» WHAT TO DO
For the entries below, the result should be an exact transcription of the lines from the one with "or a string" up to and including the one with "pub fn merged_with(&self, overlay: &StyleVars)", and only those.

» DATA EXTRACT
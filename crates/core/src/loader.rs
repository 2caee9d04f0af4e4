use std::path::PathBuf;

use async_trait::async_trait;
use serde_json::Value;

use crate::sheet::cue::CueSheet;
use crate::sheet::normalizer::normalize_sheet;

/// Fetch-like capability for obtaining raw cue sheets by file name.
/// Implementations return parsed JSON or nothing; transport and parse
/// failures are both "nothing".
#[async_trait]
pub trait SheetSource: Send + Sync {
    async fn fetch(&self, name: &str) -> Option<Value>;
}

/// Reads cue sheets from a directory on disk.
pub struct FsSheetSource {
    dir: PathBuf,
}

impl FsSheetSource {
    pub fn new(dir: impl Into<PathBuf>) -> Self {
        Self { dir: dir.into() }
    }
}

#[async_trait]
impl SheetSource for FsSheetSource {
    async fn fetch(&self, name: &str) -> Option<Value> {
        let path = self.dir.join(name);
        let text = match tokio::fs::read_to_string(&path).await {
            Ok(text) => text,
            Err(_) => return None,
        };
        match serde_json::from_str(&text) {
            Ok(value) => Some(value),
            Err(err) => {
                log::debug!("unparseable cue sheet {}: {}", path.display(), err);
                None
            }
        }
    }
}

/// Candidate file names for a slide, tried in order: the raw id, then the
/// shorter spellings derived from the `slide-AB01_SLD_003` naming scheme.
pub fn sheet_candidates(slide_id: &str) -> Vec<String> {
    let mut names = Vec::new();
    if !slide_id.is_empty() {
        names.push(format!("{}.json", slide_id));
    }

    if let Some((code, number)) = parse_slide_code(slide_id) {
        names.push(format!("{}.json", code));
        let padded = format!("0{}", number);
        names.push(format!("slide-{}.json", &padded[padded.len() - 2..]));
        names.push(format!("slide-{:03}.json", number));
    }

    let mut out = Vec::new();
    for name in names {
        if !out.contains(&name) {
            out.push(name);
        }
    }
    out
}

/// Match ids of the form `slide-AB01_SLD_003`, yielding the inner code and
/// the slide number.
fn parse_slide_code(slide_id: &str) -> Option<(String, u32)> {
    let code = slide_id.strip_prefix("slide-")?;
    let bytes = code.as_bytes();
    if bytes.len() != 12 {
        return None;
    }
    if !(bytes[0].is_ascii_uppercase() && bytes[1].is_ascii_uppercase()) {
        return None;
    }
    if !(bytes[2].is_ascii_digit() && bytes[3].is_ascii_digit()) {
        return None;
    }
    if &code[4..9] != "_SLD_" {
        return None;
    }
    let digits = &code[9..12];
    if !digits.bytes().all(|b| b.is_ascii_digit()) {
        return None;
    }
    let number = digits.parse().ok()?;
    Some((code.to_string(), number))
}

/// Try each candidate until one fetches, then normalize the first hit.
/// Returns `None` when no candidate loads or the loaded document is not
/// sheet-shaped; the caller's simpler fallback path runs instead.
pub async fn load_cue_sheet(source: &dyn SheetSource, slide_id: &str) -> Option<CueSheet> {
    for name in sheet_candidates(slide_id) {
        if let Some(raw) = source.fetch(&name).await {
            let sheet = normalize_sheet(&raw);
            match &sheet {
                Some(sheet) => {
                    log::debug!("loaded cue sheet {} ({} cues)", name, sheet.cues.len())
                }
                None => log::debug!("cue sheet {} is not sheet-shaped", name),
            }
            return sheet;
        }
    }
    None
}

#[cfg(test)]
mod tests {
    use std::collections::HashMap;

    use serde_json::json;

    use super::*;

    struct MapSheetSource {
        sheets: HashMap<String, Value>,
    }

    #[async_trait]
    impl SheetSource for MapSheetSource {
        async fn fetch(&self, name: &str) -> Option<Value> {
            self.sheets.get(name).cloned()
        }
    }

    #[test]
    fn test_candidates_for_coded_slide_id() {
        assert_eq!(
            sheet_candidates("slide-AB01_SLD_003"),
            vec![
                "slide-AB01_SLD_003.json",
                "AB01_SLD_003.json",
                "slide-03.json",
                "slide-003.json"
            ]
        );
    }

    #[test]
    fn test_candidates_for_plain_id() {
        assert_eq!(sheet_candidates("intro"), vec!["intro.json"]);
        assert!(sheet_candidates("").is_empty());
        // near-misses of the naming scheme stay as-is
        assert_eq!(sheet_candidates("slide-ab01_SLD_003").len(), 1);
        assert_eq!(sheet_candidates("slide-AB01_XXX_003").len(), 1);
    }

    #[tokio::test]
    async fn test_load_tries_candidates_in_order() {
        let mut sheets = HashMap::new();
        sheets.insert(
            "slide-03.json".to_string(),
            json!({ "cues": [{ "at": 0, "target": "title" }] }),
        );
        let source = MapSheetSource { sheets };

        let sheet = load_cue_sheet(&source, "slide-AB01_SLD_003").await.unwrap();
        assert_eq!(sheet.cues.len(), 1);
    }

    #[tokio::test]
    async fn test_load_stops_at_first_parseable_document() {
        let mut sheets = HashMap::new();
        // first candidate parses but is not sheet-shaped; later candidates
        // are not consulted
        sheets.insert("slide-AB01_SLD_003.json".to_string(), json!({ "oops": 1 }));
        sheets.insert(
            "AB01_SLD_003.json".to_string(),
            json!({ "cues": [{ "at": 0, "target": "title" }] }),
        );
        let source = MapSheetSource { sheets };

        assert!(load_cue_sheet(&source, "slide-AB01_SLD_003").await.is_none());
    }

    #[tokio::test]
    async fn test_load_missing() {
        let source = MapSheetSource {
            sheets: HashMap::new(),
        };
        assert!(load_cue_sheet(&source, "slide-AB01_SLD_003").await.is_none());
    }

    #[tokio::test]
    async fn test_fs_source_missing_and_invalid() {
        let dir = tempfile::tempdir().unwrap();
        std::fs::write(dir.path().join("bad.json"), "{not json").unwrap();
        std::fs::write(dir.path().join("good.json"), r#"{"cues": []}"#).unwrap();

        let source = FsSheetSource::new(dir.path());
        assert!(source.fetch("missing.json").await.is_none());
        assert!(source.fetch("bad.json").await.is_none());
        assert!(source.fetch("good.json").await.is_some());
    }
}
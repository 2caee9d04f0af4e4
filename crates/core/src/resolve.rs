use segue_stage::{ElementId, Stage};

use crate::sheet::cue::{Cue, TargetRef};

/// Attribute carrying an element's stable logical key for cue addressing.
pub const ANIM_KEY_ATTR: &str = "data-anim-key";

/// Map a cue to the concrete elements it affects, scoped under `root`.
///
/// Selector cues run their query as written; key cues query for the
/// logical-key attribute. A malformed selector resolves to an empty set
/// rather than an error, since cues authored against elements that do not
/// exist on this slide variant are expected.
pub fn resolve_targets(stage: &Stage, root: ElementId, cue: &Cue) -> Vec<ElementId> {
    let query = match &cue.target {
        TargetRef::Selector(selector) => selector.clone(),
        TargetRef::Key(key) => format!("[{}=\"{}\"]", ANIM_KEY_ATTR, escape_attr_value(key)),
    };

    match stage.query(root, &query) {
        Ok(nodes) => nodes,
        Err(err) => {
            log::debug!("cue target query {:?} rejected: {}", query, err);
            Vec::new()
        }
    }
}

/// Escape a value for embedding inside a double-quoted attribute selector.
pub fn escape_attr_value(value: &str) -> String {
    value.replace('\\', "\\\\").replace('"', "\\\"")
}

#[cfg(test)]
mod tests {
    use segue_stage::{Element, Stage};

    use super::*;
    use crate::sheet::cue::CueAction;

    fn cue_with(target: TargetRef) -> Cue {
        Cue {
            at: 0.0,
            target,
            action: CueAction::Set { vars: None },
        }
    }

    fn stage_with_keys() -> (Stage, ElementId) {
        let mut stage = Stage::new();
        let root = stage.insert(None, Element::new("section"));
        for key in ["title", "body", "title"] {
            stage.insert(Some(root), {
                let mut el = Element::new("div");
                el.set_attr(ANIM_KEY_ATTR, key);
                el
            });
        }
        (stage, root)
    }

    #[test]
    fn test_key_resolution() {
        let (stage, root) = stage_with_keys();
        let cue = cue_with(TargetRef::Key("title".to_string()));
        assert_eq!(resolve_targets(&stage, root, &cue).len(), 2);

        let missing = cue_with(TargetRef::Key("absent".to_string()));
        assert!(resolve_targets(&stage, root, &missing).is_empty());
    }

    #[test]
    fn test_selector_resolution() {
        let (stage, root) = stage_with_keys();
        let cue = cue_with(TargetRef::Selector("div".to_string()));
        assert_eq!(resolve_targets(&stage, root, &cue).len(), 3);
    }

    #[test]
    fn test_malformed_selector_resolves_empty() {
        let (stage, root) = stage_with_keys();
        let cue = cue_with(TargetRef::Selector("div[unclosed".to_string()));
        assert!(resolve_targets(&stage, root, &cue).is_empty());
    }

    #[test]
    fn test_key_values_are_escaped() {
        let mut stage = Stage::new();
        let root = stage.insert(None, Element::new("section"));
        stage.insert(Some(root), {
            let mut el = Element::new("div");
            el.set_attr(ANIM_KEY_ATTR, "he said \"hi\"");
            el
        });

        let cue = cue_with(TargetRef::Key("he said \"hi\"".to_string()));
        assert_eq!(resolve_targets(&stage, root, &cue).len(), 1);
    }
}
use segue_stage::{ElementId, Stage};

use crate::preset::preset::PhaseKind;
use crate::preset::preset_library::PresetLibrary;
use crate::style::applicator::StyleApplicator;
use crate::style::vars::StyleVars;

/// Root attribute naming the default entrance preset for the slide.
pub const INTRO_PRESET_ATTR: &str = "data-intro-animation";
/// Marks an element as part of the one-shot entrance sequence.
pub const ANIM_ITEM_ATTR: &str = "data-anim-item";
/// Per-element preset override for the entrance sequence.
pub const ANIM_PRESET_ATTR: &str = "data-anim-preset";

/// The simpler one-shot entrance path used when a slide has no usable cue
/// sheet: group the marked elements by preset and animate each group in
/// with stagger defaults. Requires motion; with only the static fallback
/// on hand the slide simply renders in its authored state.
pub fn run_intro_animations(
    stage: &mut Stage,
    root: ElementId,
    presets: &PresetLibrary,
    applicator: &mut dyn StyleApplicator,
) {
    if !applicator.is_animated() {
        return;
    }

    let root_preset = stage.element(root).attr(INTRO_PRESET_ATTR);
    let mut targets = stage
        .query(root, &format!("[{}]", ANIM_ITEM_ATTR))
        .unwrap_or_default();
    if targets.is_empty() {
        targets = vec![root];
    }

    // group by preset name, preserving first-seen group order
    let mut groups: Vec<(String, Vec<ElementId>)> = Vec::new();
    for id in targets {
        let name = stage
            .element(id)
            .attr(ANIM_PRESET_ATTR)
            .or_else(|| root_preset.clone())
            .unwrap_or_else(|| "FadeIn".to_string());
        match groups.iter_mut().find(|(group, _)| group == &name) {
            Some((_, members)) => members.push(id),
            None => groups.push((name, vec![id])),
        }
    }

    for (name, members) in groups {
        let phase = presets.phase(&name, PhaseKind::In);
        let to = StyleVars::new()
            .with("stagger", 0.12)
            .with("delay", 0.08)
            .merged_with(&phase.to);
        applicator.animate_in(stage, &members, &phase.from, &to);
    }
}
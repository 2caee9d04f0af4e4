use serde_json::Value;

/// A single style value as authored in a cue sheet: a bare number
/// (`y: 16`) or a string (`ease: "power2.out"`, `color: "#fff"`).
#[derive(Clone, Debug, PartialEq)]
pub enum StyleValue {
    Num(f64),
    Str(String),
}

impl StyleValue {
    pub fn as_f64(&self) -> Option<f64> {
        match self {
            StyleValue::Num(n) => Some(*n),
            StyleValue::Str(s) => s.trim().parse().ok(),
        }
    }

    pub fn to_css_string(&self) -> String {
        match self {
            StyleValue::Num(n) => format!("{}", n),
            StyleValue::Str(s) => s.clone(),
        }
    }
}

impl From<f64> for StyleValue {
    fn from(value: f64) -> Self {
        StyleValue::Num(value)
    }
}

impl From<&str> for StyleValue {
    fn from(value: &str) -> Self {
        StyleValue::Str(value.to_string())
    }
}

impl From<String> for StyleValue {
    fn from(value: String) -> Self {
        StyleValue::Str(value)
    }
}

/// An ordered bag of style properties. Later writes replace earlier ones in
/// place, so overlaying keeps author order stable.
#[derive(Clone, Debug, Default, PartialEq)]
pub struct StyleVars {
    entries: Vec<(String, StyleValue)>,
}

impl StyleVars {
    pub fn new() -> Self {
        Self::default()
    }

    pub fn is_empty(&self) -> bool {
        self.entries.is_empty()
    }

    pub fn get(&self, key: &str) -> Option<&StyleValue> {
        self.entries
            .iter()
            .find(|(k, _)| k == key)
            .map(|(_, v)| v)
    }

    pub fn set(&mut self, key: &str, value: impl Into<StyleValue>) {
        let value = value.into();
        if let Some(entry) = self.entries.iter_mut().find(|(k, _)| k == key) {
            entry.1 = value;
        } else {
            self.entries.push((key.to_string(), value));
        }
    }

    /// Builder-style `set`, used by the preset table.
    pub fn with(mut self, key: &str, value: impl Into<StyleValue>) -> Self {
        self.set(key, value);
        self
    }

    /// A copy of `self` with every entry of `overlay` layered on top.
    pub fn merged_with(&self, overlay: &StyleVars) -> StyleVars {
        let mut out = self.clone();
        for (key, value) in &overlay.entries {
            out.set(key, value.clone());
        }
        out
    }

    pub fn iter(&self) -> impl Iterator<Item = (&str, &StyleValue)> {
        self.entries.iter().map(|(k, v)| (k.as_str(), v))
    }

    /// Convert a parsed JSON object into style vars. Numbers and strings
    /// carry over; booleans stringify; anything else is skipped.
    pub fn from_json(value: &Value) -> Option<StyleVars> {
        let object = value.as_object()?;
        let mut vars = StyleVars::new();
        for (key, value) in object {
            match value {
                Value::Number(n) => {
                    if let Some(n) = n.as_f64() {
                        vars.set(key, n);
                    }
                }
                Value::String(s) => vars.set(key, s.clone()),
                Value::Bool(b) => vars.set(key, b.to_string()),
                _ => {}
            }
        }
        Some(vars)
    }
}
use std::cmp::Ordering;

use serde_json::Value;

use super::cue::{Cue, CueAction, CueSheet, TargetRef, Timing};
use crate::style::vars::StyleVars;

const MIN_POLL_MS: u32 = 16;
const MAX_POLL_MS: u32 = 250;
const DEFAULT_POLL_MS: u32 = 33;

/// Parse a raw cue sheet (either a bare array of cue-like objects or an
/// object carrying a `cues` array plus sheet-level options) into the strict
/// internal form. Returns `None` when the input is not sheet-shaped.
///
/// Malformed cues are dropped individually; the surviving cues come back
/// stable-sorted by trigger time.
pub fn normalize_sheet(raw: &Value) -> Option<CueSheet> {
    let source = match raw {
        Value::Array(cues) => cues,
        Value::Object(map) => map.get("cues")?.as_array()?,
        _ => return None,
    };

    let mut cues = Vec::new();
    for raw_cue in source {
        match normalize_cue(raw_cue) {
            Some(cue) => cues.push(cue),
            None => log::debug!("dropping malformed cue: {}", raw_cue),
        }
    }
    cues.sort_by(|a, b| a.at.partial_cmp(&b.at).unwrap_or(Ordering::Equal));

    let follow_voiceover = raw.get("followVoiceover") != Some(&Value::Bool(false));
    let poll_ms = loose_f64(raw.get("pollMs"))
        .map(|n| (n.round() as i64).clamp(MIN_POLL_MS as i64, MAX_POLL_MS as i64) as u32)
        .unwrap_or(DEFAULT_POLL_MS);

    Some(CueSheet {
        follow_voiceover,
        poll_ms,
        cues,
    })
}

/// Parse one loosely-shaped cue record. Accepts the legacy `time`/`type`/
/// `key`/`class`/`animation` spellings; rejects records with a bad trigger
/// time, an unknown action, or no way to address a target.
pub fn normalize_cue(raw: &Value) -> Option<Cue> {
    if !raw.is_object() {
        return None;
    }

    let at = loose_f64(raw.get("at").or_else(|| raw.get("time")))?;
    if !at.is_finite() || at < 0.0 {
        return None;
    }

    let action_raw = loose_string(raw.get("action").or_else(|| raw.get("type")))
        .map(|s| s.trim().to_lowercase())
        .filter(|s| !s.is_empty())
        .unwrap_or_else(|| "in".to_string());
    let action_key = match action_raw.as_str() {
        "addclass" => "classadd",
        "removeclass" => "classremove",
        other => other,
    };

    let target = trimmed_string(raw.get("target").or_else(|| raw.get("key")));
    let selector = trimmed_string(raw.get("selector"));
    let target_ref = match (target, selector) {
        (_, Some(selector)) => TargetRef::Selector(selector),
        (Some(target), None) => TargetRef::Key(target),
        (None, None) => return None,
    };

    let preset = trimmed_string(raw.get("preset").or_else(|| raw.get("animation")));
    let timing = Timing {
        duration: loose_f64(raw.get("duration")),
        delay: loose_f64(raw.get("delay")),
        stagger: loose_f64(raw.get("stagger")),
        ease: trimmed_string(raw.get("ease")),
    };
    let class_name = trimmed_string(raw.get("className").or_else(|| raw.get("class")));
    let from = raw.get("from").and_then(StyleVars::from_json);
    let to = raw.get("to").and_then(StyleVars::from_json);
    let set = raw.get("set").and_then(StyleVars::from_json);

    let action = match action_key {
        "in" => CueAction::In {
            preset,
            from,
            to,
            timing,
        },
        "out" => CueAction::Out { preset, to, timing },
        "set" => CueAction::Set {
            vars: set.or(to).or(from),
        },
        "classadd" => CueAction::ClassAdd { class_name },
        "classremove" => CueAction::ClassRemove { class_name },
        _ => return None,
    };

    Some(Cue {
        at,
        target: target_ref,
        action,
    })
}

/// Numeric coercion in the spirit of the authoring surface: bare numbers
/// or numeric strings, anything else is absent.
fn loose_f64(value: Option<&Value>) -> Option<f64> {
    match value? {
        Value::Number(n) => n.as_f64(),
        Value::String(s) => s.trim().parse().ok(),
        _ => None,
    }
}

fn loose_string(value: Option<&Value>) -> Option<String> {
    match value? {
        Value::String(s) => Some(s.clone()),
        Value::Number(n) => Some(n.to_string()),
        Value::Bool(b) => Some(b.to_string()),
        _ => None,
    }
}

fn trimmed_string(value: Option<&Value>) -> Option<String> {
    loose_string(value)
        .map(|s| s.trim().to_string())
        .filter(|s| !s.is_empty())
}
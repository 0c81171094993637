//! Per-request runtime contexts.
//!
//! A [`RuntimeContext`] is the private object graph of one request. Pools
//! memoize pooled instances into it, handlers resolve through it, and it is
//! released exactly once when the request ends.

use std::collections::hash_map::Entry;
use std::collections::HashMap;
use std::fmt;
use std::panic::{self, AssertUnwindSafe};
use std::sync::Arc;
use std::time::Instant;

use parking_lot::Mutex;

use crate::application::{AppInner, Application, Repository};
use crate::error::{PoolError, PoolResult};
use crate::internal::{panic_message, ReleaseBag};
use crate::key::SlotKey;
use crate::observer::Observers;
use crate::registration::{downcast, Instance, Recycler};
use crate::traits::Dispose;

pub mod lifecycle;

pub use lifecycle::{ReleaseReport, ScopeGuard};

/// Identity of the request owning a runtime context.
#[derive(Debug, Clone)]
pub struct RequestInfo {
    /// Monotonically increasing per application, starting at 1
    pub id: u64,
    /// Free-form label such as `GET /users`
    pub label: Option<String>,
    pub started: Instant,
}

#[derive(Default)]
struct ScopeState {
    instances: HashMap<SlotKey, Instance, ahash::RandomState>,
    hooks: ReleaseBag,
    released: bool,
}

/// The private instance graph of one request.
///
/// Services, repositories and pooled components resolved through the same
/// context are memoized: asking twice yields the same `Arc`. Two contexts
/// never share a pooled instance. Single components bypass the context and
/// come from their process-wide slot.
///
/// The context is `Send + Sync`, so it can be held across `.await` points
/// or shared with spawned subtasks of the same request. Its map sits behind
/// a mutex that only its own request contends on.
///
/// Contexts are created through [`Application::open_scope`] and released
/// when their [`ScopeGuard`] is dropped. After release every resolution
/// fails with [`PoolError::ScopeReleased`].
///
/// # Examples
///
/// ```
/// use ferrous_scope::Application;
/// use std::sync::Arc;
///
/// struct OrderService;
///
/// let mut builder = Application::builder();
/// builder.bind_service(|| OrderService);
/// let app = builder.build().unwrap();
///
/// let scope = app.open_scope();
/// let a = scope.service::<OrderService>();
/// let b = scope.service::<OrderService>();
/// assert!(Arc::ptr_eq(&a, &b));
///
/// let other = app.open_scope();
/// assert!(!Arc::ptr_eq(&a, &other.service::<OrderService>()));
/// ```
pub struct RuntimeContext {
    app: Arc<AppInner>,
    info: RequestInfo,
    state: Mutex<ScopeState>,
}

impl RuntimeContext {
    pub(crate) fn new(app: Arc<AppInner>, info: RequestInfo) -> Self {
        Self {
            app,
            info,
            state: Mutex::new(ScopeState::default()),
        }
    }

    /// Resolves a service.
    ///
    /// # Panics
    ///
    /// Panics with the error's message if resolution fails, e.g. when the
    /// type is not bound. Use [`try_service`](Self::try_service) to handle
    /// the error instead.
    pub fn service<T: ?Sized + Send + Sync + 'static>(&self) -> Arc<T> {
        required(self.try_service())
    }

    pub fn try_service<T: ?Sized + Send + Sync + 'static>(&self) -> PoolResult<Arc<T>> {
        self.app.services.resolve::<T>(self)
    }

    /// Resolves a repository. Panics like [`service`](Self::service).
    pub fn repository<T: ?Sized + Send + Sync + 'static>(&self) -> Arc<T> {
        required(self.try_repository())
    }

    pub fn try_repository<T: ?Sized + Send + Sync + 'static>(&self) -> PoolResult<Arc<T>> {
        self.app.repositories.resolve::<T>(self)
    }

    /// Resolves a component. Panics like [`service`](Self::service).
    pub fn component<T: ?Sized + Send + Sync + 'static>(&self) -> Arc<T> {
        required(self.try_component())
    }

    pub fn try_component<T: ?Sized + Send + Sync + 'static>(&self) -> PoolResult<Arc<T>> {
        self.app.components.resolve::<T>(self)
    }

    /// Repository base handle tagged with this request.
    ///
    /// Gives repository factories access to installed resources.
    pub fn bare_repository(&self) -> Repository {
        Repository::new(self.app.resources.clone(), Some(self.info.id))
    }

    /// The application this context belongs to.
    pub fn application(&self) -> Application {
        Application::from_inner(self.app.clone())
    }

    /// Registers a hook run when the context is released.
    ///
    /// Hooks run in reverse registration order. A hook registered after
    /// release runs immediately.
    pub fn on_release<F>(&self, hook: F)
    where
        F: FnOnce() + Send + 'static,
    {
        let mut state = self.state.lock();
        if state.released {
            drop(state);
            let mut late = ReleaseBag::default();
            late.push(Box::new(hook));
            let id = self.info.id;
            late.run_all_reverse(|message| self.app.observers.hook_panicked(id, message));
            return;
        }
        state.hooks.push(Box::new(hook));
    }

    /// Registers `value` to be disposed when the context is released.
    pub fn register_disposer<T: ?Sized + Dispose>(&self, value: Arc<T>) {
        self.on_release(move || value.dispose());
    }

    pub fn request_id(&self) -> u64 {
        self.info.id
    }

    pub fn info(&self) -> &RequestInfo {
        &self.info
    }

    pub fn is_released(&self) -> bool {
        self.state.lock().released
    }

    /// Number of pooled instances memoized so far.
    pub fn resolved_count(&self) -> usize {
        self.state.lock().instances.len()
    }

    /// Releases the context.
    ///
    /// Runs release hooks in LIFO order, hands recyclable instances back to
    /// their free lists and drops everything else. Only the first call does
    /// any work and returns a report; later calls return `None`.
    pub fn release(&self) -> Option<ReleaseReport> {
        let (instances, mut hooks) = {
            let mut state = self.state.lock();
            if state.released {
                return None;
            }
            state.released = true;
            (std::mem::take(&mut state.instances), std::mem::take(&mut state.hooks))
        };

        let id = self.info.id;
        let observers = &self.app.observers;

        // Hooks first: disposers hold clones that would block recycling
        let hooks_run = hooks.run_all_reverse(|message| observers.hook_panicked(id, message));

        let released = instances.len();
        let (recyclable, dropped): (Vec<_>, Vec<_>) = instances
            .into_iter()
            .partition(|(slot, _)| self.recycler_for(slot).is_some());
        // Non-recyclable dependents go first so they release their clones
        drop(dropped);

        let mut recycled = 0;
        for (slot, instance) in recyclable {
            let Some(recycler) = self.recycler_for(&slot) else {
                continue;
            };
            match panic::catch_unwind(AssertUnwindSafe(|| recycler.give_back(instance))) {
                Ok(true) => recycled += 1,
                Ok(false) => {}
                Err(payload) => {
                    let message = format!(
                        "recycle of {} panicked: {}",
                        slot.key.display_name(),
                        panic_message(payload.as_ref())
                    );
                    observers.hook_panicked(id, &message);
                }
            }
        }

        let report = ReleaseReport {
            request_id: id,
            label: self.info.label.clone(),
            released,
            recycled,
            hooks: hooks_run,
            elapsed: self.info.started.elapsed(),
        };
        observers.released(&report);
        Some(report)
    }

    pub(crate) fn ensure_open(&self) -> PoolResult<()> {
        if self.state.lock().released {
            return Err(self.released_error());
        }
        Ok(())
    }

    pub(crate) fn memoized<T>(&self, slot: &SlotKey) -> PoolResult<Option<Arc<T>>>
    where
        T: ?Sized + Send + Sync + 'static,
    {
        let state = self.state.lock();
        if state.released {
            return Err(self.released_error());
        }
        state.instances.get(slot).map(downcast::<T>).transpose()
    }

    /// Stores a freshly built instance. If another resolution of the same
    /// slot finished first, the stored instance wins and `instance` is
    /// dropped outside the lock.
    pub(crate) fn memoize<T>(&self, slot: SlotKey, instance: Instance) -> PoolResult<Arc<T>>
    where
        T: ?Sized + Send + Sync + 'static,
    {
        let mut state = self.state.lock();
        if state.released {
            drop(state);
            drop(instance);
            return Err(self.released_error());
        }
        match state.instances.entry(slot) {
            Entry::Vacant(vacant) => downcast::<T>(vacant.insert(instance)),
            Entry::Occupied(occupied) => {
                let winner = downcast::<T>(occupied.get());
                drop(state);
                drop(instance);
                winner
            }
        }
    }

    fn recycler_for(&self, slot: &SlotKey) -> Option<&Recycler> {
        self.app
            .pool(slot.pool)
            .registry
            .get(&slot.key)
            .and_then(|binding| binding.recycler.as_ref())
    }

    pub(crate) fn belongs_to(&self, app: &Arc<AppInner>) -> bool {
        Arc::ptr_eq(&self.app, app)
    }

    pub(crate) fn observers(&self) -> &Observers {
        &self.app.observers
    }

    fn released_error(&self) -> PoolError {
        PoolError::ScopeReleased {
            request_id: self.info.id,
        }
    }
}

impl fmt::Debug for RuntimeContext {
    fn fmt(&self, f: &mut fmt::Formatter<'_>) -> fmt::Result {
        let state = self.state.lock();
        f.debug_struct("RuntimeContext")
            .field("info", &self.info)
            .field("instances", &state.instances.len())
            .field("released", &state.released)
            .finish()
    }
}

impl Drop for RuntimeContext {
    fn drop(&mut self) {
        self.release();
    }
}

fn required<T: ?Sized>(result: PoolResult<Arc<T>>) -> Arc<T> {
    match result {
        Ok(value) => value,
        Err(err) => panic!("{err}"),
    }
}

» RESULT OF THE TASK
/// (`y: 16`) or a string (`ease: "power2.out"`, `color: "#fff"`).
#[derive(Clone, Debug, PartialEq)]
pub enum StyleValue {
    Num(f64),
    Str(String),
}

impl StyleValue {
    pub fn as_f64(&self) -> Option<f64> {
        match self {
            StyleValue::Num(n) => Some(*n),
            StyleValue::Str(s) => s.trim().parse().ok(),
        }
    }

    pub fn to_css_string(&self) -> String {
        match self {
            StyleValue::Num(n) => format!("{}", n),
            StyleValue::Str(s) => s.clone(),
        }
    }
}

impl From<f64> for StyleValue {
    fn from(value: f64) -> Self {
        StyleValue::Num(value)
    }
}

impl From<&str> for StyleValue {
    fn from(value: &str) -> Self {
        StyleValue::Str(value.to_string())
    }
}

impl From<String> for StyleValue {
    fn from(value: String) -> Self {
        StyleValue::Str(value)
    }
}

/// An ordered bag of style properties. Later writes replace earlier ones in
/// place, so overlaying keeps author order stable.
#[derive(Clone, Debug, Default, PartialEq)]
pub struct StyleVars {
    entries: Vec<(String, StyleValue)>,
}

impl StyleVars {
    pub fn new() -> Self {
        Self::default()
    }

    pub fn is_empty(&self) -> bool {
        self.entries.is_empty()
    }

    pub fn get(&self, key: &str) -> Option<&StyleValue> {
        self.entries
            .iter()
            .find(|(k, _)| k == key)
            .map(|(_, v)| v)
    }

    pub fn set(&mut self, key: &str, value: impl Into<StyleValue>) {
        let value = value.into();
        if let Some(entry) = self.entries.iter_mut().find(|(k, _)| k == key) {
            entry.1 = value;
        } else {
            self.entries.push((key.to_string(), value));
        }
    }

    /// Builder-style `set`, used by the preset table.
    pub fn with(mut self, key: &str, value: impl Into<StyleValue>) -> Self {
        self.set(key, value);
        self
    }

    /// A copy of `self` with every entry of `overlay` layered on top.
    pub fn merged_with(&self, overlay: &StyleVars) -> StyleVars {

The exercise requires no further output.